[Stored dataset items]
================

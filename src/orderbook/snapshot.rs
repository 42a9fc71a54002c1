//! Read-only snapshots of the resting book.
//!
//! A snapshot lists every non-empty price level from the highest price to the
//! lowest, each with its orders in time priority. It is detached from the
//! book: taking one has no effect on matching.
//!
//! ## Digest
//!
//! [`BookSnapshot::digest`] is a SHA-256 over the instrument name and the
//! level-ordered resting orders. Two books fed the same submissions produce
//! the same digest, which makes replay determinism a one-line check.

use std::fmt;

use sha2::{Digest, Sha256};

use crate::orderbook::level::PriceLevel;
use crate::types::{Order, Price, Quantity, Side};

/// Resting orders at one price.
#[derive(Debug, Clone, PartialEq, Eq)]
pub struct LevelSnapshot {
    pub price: Price,
    pub side: Side,
    /// Oldest first
    pub orders: Vec<Order>,
}

impl LevelSnapshot {
    pub(crate) fn capture(price: Price, level: &PriceLevel) -> Option<Self> {
        Some(Self {
            price,
            side: level.side()?,
            orders: level.iter().cloned().collect(),
        })
    }

    /// Sum of remaining size at this level
    pub fn total_quantity(&self) -> Quantity {
        self.orders.iter().map(|order| order.size).sum()
    }
}

/// Every non-empty level of a book, highest price first.
#[derive(Debug, Clone, PartialEq, Eq)]
pub struct BookSnapshot {
    pub name: String,
    pub levels: Vec<LevelSnapshot>,
}

impl BookSnapshot {
    pub fn is_empty(&self) -> bool {
        self.levels.is_empty()
    }

    /// Total number of resting orders
    pub fn order_count(&self) -> usize {
        self.levels.iter().map(|level| level.orders.len()).sum()
    }

    /// Levels holding bids, best (highest) first
    pub fn bids(&self) -> impl Iterator<Item = &LevelSnapshot> + '_ {
        self.levels.iter().filter(|level| level.side == Side::Buy)
    }

    /// Levels holding asks, best (lowest) first
    pub fn asks(&self) -> impl Iterator<Item = &LevelSnapshot> + '_ {
        self.levels.iter().rev().filter(|level| level.side == Side::Sell)
    }

    /// SHA-256 of the resting state
    pub fn digest(&self) -> [u8; 32] {
        let mut hasher = Sha256::new();
        update_str(&mut hasher, &self.name);

        for level in &self.levels {
            hasher.update(level.price.to_le_bytes());
            hasher.update([side_tag(level.side)]);
            hasher.update((level.orders.len() as u64).to_le_bytes());

            for order in &level.orders {
                hasher.update(order.order_id.to_le_bytes());
                hasher.update(order.size.to_le_bytes());
                update_str(&mut hasher, order.trader.as_str());
            }
        }

        let mut hash = [0u8; 32];
        hash.copy_from_slice(&hasher.finalize());
        hash
    }

    /// Digest as a lowercase hex string
    pub fn digest_hex(&self) -> String {
        hex::encode(self.digest())
    }
}

fn side_tag(side: Side) -> u8 {
    match side {
        Side::Buy => 0,
        Side::Sell => 1,
    }
}

/// Length-prefixed so adjacent strings cannot run together
fn update_str(hasher: &mut Sha256, value: &str) {
    hasher.update((value.len() as u64).to_le_bytes());
    hasher.update(value.as_bytes());
}

impl fmt::Display for BookSnapshot {
    fn fmt(&self, f: &mut fmt::Formatter<'_>) -> fmt::Result {
        writeln!(f, "{}", self.name)?;
        for level in &self.levels {
            write!(f, "{:>8} {:<4}", level.price, level.side)?;
            for order in &level.orders {
                write!(f, " #{}:{}x{}", order.order_id, order.trader, order.size)?;
            }
            writeln!(f)?;
        }
        Ok(())
    }
}

// ============================================================================
// Unit Tests
// ============================================================================

#[cfg(test)]
mod tests {
    use super::*;

    fn snapshot(levels: Vec<LevelSnapshot>) -> BookSnapshot {
        BookSnapshot {
            name: "BTCUSD".to_string(),
            levels,
        }
    }

    fn level(price: Price, side: Side, orders: &[(u64, Quantity, &str)]) -> LevelSnapshot {
        LevelSnapshot {
            price,
            side,
            orders: orders
                .iter()
                .map(|&(id, size, trader)| Order::new(id, side, size, price, trader.into()))
                .collect(),
        }
    }

    #[test]
    fn test_capture_skips_empty_level() {
        assert!(LevelSnapshot::capture(5, &PriceLevel::new()).is_none());
    }

    #[test]
    fn test_sides_are_split_best_first() {
        let snap = snapshot(vec![
            level(203, Side::Sell, &[(5, 3, "Stu")]),
            level(202, Side::Sell, &[(4, 1, "Sam")]),
            level(200, Side::Buy, &[(1, 2, "Bea"), (3, 2, "Ben")]),
            level(199, Side::Buy, &[(2, 4, "Bob")]),
        ]);

        let asks: Vec<_> = snap.asks().map(|l| l.price).collect();
        let bids: Vec<_> = snap.bids().map(|l| l.price).collect();

        assert_eq!(asks, vec![202, 203]);
        assert_eq!(bids, vec![200, 199]);
        assert_eq!(snap.order_count(), 5);
        assert_eq!(snap.levels[2].total_quantity(), 4);
    }

    #[test]
    fn test_digest_is_stable_and_order_sensitive() {
        let a = snapshot(vec![level(200, Side::Buy, &[(1, 2, "Bea"), (3, 2, "Ben")])]);
        let b = snapshot(vec![level(200, Side::Buy, &[(3, 2, "Ben"), (1, 2, "Bea")])]);

        assert_eq!(a.digest(), a.clone().digest());
        assert_ne!(a.digest(), b.digest());
        assert_eq!(a.digest_hex().len(), 64);
    }

    #[test]
    fn test_display_lists_levels() {
        let snap = snapshot(vec![level(200, Side::Buy, &[(1, 2, "Bea")])]);
        let text = snap.to_string();

        assert!(text.starts_with("BTCUSD\n"));
        assert!(text.contains("#1:Beax2"));
    }
}
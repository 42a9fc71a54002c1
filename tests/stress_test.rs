//! Stress tests for the tick book.
//!
//! These tests verify:
//! 1. The book stays consistent under a long random order flow
//! 2. Determinism: the same seed gives the same fills and the same final book
//! 3. The book does not grow without bound when flow is balanced
//!
//! ## Running Stress Tests
//!
//! ```bash
//! cargo test --release --test stress_test -- --nocapture
//! ```

use std::time::Instant;

use rand::{Rng, SeedableRng};
use rand_chacha::ChaCha8Rng;
use tick_book::{ExecutionSink, OrderBook, Price, Quantity, Side, SinkError};

// ============================================================================
// TEST CONSTANTS
// ============================================================================

const MAX_PRICE: Price = 10_000;

/// Prices are drawn from this band, like the original benchmark flow
const MIN_FLOW_PRICE: Price = 8_000;
const MAX_FLOW_PRICE: Price = 9_500;

const MAX_SIZE: Quantity = 20;

// ============================================================================
// HELPER FUNCTIONS
// ============================================================================

/// Counts fills and folds them into a running checksum.
#[derive(Debug, Default)]
struct TallySink {
    fills: u64,
    volume: u64,
    checksum: u64,
}

impl ExecutionSink for TallySink {
    fn notify_execution(&mut self, execution: &tick_book::Execution) -> Result<(), SinkError> {
        self.fills += 1;
        self.volume += execution.quantity;
        self.checksum = self
            .checksum
            .rotate_left(7)
            .wrapping_add(execution.maker_order_id)
            .wrapping_mul(31)
            .wrapping_add(execution.price ^ execution.quantity);
        Ok(())
    }
}

/// Deterministic order flow: same seed, same orders.
fn generate_orders(count: usize, seed: u64) -> Vec<(Side, Quantity, Price)> {
    let mut rng = ChaCha8Rng::seed_from_u64(seed);
    (0..count)
        .map(|_| {
            let side = if rng.gen_bool(0.5) { Side::Buy } else { Side::Sell };
            let size = rng.gen_range(1..MAX_SIZE);
            let price = rng.gen_range(MIN_FLOW_PRICE..MAX_FLOW_PRICE);
            (side, size, price)
        })
        .collect()
}

fn run(seed: u64, count: usize) -> OrderBook<TallySink> {
    let mut book = OrderBook::new("BTCUSD", 0, MAX_PRICE, TallySink::default()).unwrap();
    for (side, size, price) in generate_orders(count, seed) {
        book.submit_limit_order(side, size, price, "Trader").unwrap();
    }
    book
}

// ============================================================================
// STRESS TESTS
// ============================================================================

#[test]
fn stress_random_flow_stays_consistent() {
    const COUNT: usize = 200_000;

    let orders = generate_orders(COUNT, 42);
    let submitted: Quantity = orders.iter().map(|&(_, size, _)| size).sum();

    let mut book = OrderBook::new("BTCUSD", 0, MAX_PRICE, TallySink::default()).unwrap();
    let start = Instant::now();
    for (side, size, price) in orders {
        book.submit_limit_order(side, size, price, "Trader").unwrap();
    }
    let elapsed = start.elapsed();

    let snap = book.snapshot();
    let resting: Quantity = snap.levels.iter().map(|l| l.total_quantity()).sum();
    let tally = book.sink();

    println!("\n=== STRESS TEST: {} orders ===", COUNT);
    println!("  Fills:        {:>12}", tally.fills);
    println!("  Resting:      {:>12}", book.order_count());
    println!("  Elapsed:      {:>12.2?}", elapsed);
    println!("  Digest:       {}", snap.digest_hex());

    assert!(tally.fills > 0, "Expected some trades to occur");
    // Every filled lot is counted once for the buyer and once for the seller
    assert_eq!(submitted, resting + 2 * tally.volume);
    assert_eq!(snap.order_count(), book.order_count());

    if let (Some(bid), Some(ask)) = (book.best_bid(), book.best_ask()) {
        assert!(bid < ask);
    }
    assert_eq!(book.best_bid(), snap.bids().next().map(|l| l.price));
    assert_eq!(book.best_ask(), snap.asks().next().map(|l| l.price));
}

#[test]
fn verify_determinism() {
    const COUNT: usize = 20_000;
    const SEED: u64 = 12345;

    let a = run(SEED, COUNT);
    let b = run(SEED, COUNT);

    assert_eq!(a.sink().fills, b.sink().fills);
    assert_eq!(a.sink().checksum, b.sink().checksum);
    assert_eq!(a.snapshot().digest(), b.snapshot().digest());
    assert_eq!(a.last_order_id(), COUNT as u64);

    let c = run(SEED + 1, COUNT);
    assert_ne!(
        a.snapshot().digest(),
        c.snapshot().digest(),
        "Different seeds should produce different books"
    );
}

#[test]
fn stress_memory_stability() {
    const ITERATIONS: usize = 100_000;
    const MAX_BOOK_SIZE: usize = 50_000;

    let mut rng = ChaCha8Rng::seed_from_u64(7);
    let mut book = OrderBook::new("BTCUSD", 0, MAX_PRICE, TallySink::default()).unwrap();
    let mut max_size_seen = 0;

    for _ in 0..ITERATIONS {
        let side = if rng.gen_bool(0.5) { Side::Buy } else { Side::Sell };
        // Tight band around 5000 so most orders cross
        let price = rng.gen_range(4_990..5_010);
        let size = rng.gen_range(1..10);
        book.submit_limit_order(side, size, price, "Trader").unwrap();
        max_size_seen = max_size_seen.max(book.order_count());
    }

    println!("  Max book size: {}", max_size_seen);
    assert!(
        max_size_seen < MAX_BOOK_SIZE,
        "Book grew too large: {} (max {})",
        max_size_seen,
        MAX_BOOK_SIZE
    );
}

================

WHAT NEEDS TO BE DONE - Retype exactly, and only, the lines above from the one where "pub fn digest(&self)" occurs up to and including the one where "hasher.update(order.size.to_le_bytes());" occurs.

SOLVED PROBLEM -
    pub fn digest(&self) -> [u8; 32] {
        let mut hasher = Sha256::new();
        update_str(&mut hasher, &self.name);

        for level in &self.levels {
            hasher.update(level.price.to_le_bytes());
            hasher.update([side_tag(level.side)]);
            hasher.update((level.orders.len() as u64).to_le_bytes());

            for order in &level.orders {
                hasher.update(order.order_id.to_le_bytes());
                hasher.update(order.size.to_le_bytes());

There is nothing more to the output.